We will see how to use polars’ out of the box optimizations to
make parallelized kernel density estimations. To this end, I created the polars_kde package, which is a polars plugin backed by some Rust code.
Note
At the time of writing the polars_kde package has version 0.1.4 and is available on pypi.
Info
By now, the standard reference for writing polars plugins is Marco Gorelli’s excellent tutorial here. If you want to learn how the internals of polars plugins work, please have a look at his tutorial.
Tip
Some advertisement: If you haven’t already checked out my other polars plugin polars_sim, make sure to have a look.
The plugin enables very fast approximate joins on string columns (fuzzy matching but with a twist). The implementation is entirely written from scratch in Rust and uses n-gram vectorization of strings with a fast cosine similarity computation using sparse matrices.
Introduction
Kernel Density Estimation (KDE) is a non-parametric way to estimate the probability density function of a random variable. I recently created a basic marimo notebook on how to visualize feature distributions and drift over time, possibly grouped by another categorical variable, e.g. the target of a classifier. See my repository marimo_notebooks for more details or check out the interactive notebook here.

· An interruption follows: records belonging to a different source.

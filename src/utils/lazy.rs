//! Publish-once slots for lazily materialized data.
//!
//! Image-backed rows do not decode their dependent collections when they are created. The first
//! accessor computes the collection from the image into a local candidate, without holding any
//! lock, and then publishes it into a [`LazySlot`]. When two threads race on the first access
//! both compute a candidate, one publish succeeds and the other candidate is dropped. Every
//! caller observes the published value.
//!
//! The materialization function therefore has to be a pure function of the image data.
//!
//! # Examples
//!
//! ```rust
//! use dotmodel::utils::{ItemList, LazySlot};
//!
//! let slot: LazySlot<ItemList<u32>> = LazySlot::empty();
//! assert!(!slot.is_materialized());
//!
//! let first = slot.get_or_materialize(|| Ok(ItemList::new(vec![1, 2, 3])))?;
//! let second = slot.get_or_materialize(|| Ok(ItemList::new(vec![])))?;
//! assert!(std::ptr::eq(first, second));
//! assert_eq!(second.to_vec(), vec![1, 2, 3]);
//! # Ok::<(), dotmodel::Error>(())
//! ```

use std::sync::{OnceLock, RwLock};

use crate::Result;

/// A slot that is filled at most once
pub struct LazySlot<T> {
    cell: OnceLock<T>,
}

impl<T> LazySlot<T> {
    /// An unmaterialized slot
    #[must_use]
    pub const fn empty() -> Self {
        LazySlot {
            cell: OnceLock::new(),
        }
    }

    /// A slot that already holds `value`
    #[must_use]
    pub fn ready(value: T) -> Self {
        let cell = OnceLock::new();
        let _ = cell.set(value);
        LazySlot { cell }
    }

    /// The published value, if any
    pub fn get(&self) -> Option<&T> {
        self.cell.get()
    }

    /// Returns true once a value has been published
    pub fn is_materialized(&self) -> bool {
        self.cell.get().is_some()
    }

    /// Return the published value, computing and publishing it first if the slot is empty.
    ///
    /// `materialize` runs outside of any lock and may run concurrently on several threads, only
    /// one of the results is kept.
    ///
    /// # Errors
    /// Returns the error of `materialize`, the slot stays empty in that case
    pub fn get_or_materialize<F>(&self, materialize: F) -> Result<&T>
    where
        F: FnOnce() -> Result<T>,
    {
        if let Some(value) = self.cell.get() {
            return Ok(value);
        }

        let candidate = materialize()?;
        Ok(self.cell.get_or_init(move || candidate))
    }

    /// Return the published value, publishing `value` first if the slot is empty
    pub fn get_or_insert(&self, value: T) -> &T {
        self.cell.get_or_init(move || value)
    }

    /// Replace the value of the slot, returning the previous one
    pub fn replace(&mut self, value: T) -> Option<T> {
        let previous = self.cell.take();
        self.cell = OnceLock::from(value);
        previous
    }
}

impl<T> Default for LazySlot<T> {
    fn default() -> Self {
        LazySlot::empty()
    }
}

/// A materialized collection that callers may edit
///
/// Structural edits of the same list from several threads are not ordered against each other,
/// callers are expected to serialize them.
pub struct ItemList<T> {
    items: RwLock<Vec<T>>,
}

impl<T: Clone> ItemList<T> {
    /// Create a list holding `items`
    #[must_use]
    pub fn new(items: Vec<T>) -> Self {
        ItemList {
            items: RwLock::new(items),
        }
    }

    /// Number of items
    pub fn len(&self) -> usize {
        read_lock!(self.items).len()
    }

    /// Returns true if the list has no items
    pub fn is_empty(&self) -> bool {
        read_lock!(self.items).is_empty()
    }

    /// The item at `index`
    pub fn get(&self, index: usize) -> Option<T> {
        read_lock!(self.items).get(index).cloned()
    }

    /// A snapshot of all items
    pub fn to_vec(&self) -> Vec<T> {
        read_lock!(self.items).clone()
    }

    /// Append `item`
    pub fn push(&self, item: T) {
        write_lock!(self.items).push(item);
    }

    /// Remove and return the item at `index`
    pub fn remove(&self, index: usize) -> Option<T> {
        let mut items = write_lock!(self.items);
        if index < items.len() {
            Some(items.remove(index))
        } else {
            None
        }
    }

    /// Keep only the items matching `keep`
    pub fn retain<F>(&self, keep: F)
    where
        F: FnMut(&T) -> bool,
    {
        write_lock!(self.items).retain(keep);
    }

    /// Replace all items, returning the previous ones
    pub fn replace(&self, items: Vec<T>) -> Vec<T> {
        std::mem::replace(&mut *write_lock!(self.items), items)
    }
}

impl<T: Clone> Default for ItemList<T> {
    fn default() -> Self {
        ItemList::new(Vec::new())
    }
}

/// A lazily materialized single value that can be replaced at any time
///
/// Setting the value before the first read skips materialization entirely.
pub struct LazyValue<T> {
    slot: LazySlot<RwLock<T>>,
}

impl<T: Clone> LazyValue<T> {
    /// An unmaterialized value
    #[must_use]
    pub const fn empty() -> Self {
        LazyValue {
            slot: LazySlot::empty(),
        }
    }

    /// A value that is already materialized
    #[must_use]
    pub fn ready(value: T) -> Self {
        LazyValue {
            slot: LazySlot::ready(RwLock::new(value)),
        }
    }

    /// Returns true once the value has been materialized or set
    pub fn is_materialized(&self) -> bool {
        self.slot.is_materialized()
    }

    /// The current value, if materialized
    pub fn get(&self) -> Option<T> {
        self.slot.get().map(|value| read_lock!(value).clone())
    }

    /// The current value, materializing it first if needed
    ///
    /// # Errors
    /// Returns the error of `materialize`
    pub fn get_or_materialize<F>(&self, materialize: F) -> Result<T>
    where
        F: FnOnce() -> Result<T>,
    {
        let value = self
            .slot
            .get_or_materialize(|| materialize().map(RwLock::new))?;
        Ok(read_lock!(value).clone())
    }

    /// Replace the value
    pub fn set(&self, value: T) {
        let lock = self.slot.get_or_insert(RwLock::new(value.clone()));
        *write_lock!(lock) = value;
    }
}

impl<T: Clone> Default for LazyValue<T> {
    fn default() -> Self {
        LazyValue::empty()
    }
}

#[cfg(test)]
mod tests {
    use std::sync::{
        atomic::{AtomicUsize, Ordering},
        Arc, Barrier,
    };

    use super::*;

    #[test]
    fn slot_publishes_once() {
        let slot = LazySlot::empty();
        assert!(slot.get().is_none());

        let first = slot.get_or_materialize(|| Ok(vec![1u32])).unwrap();
        let second = slot.get_or_materialize(|| Ok(vec![2u32])).unwrap();
        assert!(std::ptr::eq(first, second));
        assert_eq!(second, &vec![1]);
        assert!(slot.is_materialized());
    }

    #[test]
    fn slot_error_leaves_empty() {
        let slot: LazySlot<u32> = LazySlot::empty();
        assert!(slot
            .get_or_materialize(|| Err(malformed_error!("broken")))
            .is_err());
        assert!(!slot.is_materialized());
        assert_eq!(*slot.get_or_materialize(|| Ok(5)).unwrap(), 5);
    }

    #[test]
    fn slot_replace() {
        let mut slot = LazySlot::ready(1u32);
        assert_eq!(slot.replace(2), Some(1));
        assert_eq!(slot.get(), Some(&2));

        let mut slot: LazySlot<u32> = LazySlot::empty();
        assert_eq!(slot.replace(3), None);
        assert_eq!(slot.get(), Some(&3));
    }

    #[test]
    fn slot_race() {
        const THREADS: usize = 16;

        let slot: Arc<LazySlot<ItemList<usize>>> = Arc::new(LazySlot::empty());
        let barrier = Arc::new(Barrier::new(THREADS));
        let computed = Arc::new(AtomicUsize::new(0));

        let handles = (0..THREADS)
            .map(|thread| {
                let slot = slot.clone();
                let barrier = barrier.clone();
                let computed = computed.clone();
                std::thread::spawn(move || {
                    barrier.wait();
                    let list = slot
                        .get_or_materialize(|| {
                            computed.fetch_add(1, Ordering::SeqCst);
                            Ok(ItemList::new(vec![thread]))
                        })
                        .unwrap();
                    list as *const ItemList<usize> as usize
                })
            })
            .collect::<Vec<_>>();

        let addresses = handles
            .into_iter()
            .map(|handle| handle.join().unwrap())
            .collect::<Vec<_>>();

        assert!(addresses.iter().all(|address| *address == addresses[0]));
        assert!(computed.load(Ordering::SeqCst) >= 1);
        assert_eq!(slot.get().unwrap().len(), 1);
    }

    #[test]
    fn item_list() {
        let list = ItemList::new(vec![1, 2, 3]);
        list.push(4);
        assert_eq!(list.len(), 4);
        assert_eq!(list.remove(0), Some(1));
        assert_eq!(list.remove(10), None);
        list.retain(|item| *item != 3);
        assert_eq!(list.to_vec(), vec![2, 4]);
        assert_eq!(list.replace(vec![9]), vec![2, 4]);
        assert_eq!(list.get(0), Some(9));
        assert!(!list.is_empty());
    }

    #[test]
    fn lazy_value() {
        let value: LazyValue<Option<u32>> = LazyValue::empty();
        assert_eq!(value.get(), None);
        assert_eq!(value.get_or_materialize(|| Ok(Some(1))).unwrap(), Some(1));
        value.set(None);
        assert_eq!(value.get_or_materialize(|| Ok(Some(7))).unwrap(), None);

        let value: LazyValue<u32> = LazyValue::empty();
        value.set(3);
        assert!(value.is_materialized());
        assert_eq!(value.get_or_materialize(|| Ok(9)).unwrap(), 3);
    }
}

While working on this notebook, I realized that the computations usually involve multiple kde’s for different slices of the data. In order to have a polars built-in method to compute kde’s, I created the polars_kde package. This enables optimized computations and polars-native code (as opposed to for example using scipy).
The updated notebook with the new polars plugin in place can be found here.
If you (trust me) and want to run the notebook in your local environment, simply fire
1
uv tool run marimo edit https://github.com/schemaitat/marimo_notebooks/blob/main/notebook/feature_drift_fast.py
Note
The interactive marimo notebook uses the scipy implementation. The polars_kde package is not yet available as wasm build.
Interactive Marimo Notebook
Adding interactive marimo notebooks to a static blog.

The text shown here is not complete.